How to complete this task:
Transcribe the records that follow, preserving every word.

Available data:
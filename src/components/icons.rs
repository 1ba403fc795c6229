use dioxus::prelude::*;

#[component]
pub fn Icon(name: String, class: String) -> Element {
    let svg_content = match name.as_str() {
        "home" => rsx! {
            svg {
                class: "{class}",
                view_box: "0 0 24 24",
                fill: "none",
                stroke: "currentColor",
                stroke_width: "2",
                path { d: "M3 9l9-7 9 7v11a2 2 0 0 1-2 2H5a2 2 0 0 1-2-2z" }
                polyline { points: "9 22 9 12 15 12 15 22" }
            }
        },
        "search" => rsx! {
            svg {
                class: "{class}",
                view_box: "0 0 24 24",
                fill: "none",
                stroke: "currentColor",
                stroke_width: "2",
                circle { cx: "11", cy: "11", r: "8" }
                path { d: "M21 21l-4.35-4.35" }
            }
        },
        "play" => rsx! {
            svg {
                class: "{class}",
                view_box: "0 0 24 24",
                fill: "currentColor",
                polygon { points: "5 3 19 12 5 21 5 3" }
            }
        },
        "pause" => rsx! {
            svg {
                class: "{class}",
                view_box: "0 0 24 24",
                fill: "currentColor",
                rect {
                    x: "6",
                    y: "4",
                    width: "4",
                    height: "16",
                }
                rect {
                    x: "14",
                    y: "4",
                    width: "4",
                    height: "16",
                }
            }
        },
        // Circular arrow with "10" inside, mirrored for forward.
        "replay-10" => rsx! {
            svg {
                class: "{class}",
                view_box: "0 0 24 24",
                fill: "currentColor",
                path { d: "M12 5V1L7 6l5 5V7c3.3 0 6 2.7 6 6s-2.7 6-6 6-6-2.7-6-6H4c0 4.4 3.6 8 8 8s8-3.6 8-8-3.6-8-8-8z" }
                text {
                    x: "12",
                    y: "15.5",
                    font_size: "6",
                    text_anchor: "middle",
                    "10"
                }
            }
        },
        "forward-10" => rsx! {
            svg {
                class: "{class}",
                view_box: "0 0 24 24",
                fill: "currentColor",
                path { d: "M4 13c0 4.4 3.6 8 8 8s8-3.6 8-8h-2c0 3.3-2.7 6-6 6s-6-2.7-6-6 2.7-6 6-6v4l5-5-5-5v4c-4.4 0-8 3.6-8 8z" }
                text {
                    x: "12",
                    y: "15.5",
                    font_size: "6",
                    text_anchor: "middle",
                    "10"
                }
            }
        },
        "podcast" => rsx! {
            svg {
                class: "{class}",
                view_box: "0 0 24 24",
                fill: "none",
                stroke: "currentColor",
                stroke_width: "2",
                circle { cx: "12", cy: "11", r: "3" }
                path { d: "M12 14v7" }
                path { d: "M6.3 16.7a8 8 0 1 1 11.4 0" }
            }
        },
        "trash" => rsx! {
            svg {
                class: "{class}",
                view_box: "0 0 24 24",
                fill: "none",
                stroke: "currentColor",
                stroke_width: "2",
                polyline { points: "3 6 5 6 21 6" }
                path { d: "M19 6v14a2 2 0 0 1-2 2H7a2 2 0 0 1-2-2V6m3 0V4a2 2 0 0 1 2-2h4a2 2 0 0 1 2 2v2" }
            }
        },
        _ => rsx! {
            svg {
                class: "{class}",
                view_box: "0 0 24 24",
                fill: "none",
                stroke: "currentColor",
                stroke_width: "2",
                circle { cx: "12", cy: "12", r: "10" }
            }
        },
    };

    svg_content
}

Task answer:
filename src/components/icons.rs
repository 1ba403fc795c6229
use dioxus::prelude::*;

#[component]
pub fn Icon(name: String, class: String) -> Element {
    let svg_content = match name.as_str() {
        "home" => rsx! {
            svg {
                class: "{class}",
                view_box: "0 0 24 24",
                fill: "none",
                stroke: "currentColor",
                stroke_width: "2",
                path { d: "M3 9l9-7 9 7v11a2 2 0 0 1-2 2H5a2 2 0 0 1-2-2z" }
                polyline { points: "9 22 9 12 15 12 15 22" }
            }
        },
        "search" => rsx! {
            svg {
                class: "{class}",
                view_box: "0 0 24 24",
                fill: "none",
                stroke: "currentColor",
                stroke_width: "2",
                circle { cx: "11", cy: "11", r: "8" }
                path { d: "M21 21l-4.35-4.35" }
            }
        },
        "play" => rsx! {
            svg {
                class: "{class}",
                view_box: "0 0 24 24",
                fill: "currentColor",
                polygon { points: "5 3 19 12 5 21 5 3" }
            }
        },
        "pause" => rsx! {
            svg {
                class: "{class}",
                view_box: "0 0 24 24",
                fill: "currentColor",
                rect {
                    x: "6",
                    y: "4",
                    width: "4",
                    height: "16",
                }
                rect {
                    x: "14",
                    y: "4",
                    width: "4",
                    height: "16",
                }
            }
        },
        // Circular arrow with "10" inside, mirrored for forward.
        "replay-10" => rsx! {
            svg {
                class: "{class}",
                view_box: "0 0 24 24",
                fill: "currentColor",
                path { d: "M12 5V1L7 6l5 5V7c3.3 0 6 2.7 6 6s-2.7 6-6 6-6-2.7-6-6H4c0 4.4 3.6 8 8 8s8-3.6 8-8-3.6-8-8-8z" }
                text {
                    x: "12",
                    y: "15.5",
                    font_size: "6",
                    text_anchor: "middle",
                    "10"
                }
            }
        },
        "forward-10" => rsx! {
            svg {
                class: "{class}",
                view_box: "0 0 24 24",
                fill: "currentColor",
                path { d: "M4 13c0 4.4 3.6 8 8 8s8-3.6 8-8h-2c0 3.3-2.7 6-6 6s-6-2.7-6-6 2.7-6 6-6v4l5-5-5-5v4c-4.4 0-8 3.6-8 8z" }
                text {
                    x: "12",
                    y: "15.5",
                    font_size: "6",
                    text_anchor: "middle",
                    "10"
                }
            }
        },
        "podcast" => rsx! {
            svg {
                class: "{class}",
                view_box: "0 0 24 24",
                fill: "none",
                stroke: "currentColor",
                stroke_width: "2",
                circle { cx: "12", cy: "11", r: "3" }
                path { d: "M12 14v7" }
                path { d: "M6.3 16.7a8 8 0 1 1 11.4 0" }
            }
        },
        "trash" => rsx! {
            svg {
                class: "{class}",
                view_box: "0 0 24 24",
                fill: "none",
                stroke: "currentColor",
                stroke_width: "2",
                polyline { points: "3 6 5 6 21 6" }
                path { d: "M19 6v14a2 2 0 0 1-2 2H7a2 2 0 0 1-2-2V6m3 0V4a2 2 0 0 1 2-2h4a2 2 0 0 1 2 2v2" }
            }
        },
        _ => rsx! {
            svg {
                class: "{class}",
                view_box: "0 0 24 24",
                fill: "none",
                stroke: "currentColor",
                stroke_width: "2",
                circle { cx: "12", cy: "12", r: "10" }
            }
        },
    };

    svg_content
}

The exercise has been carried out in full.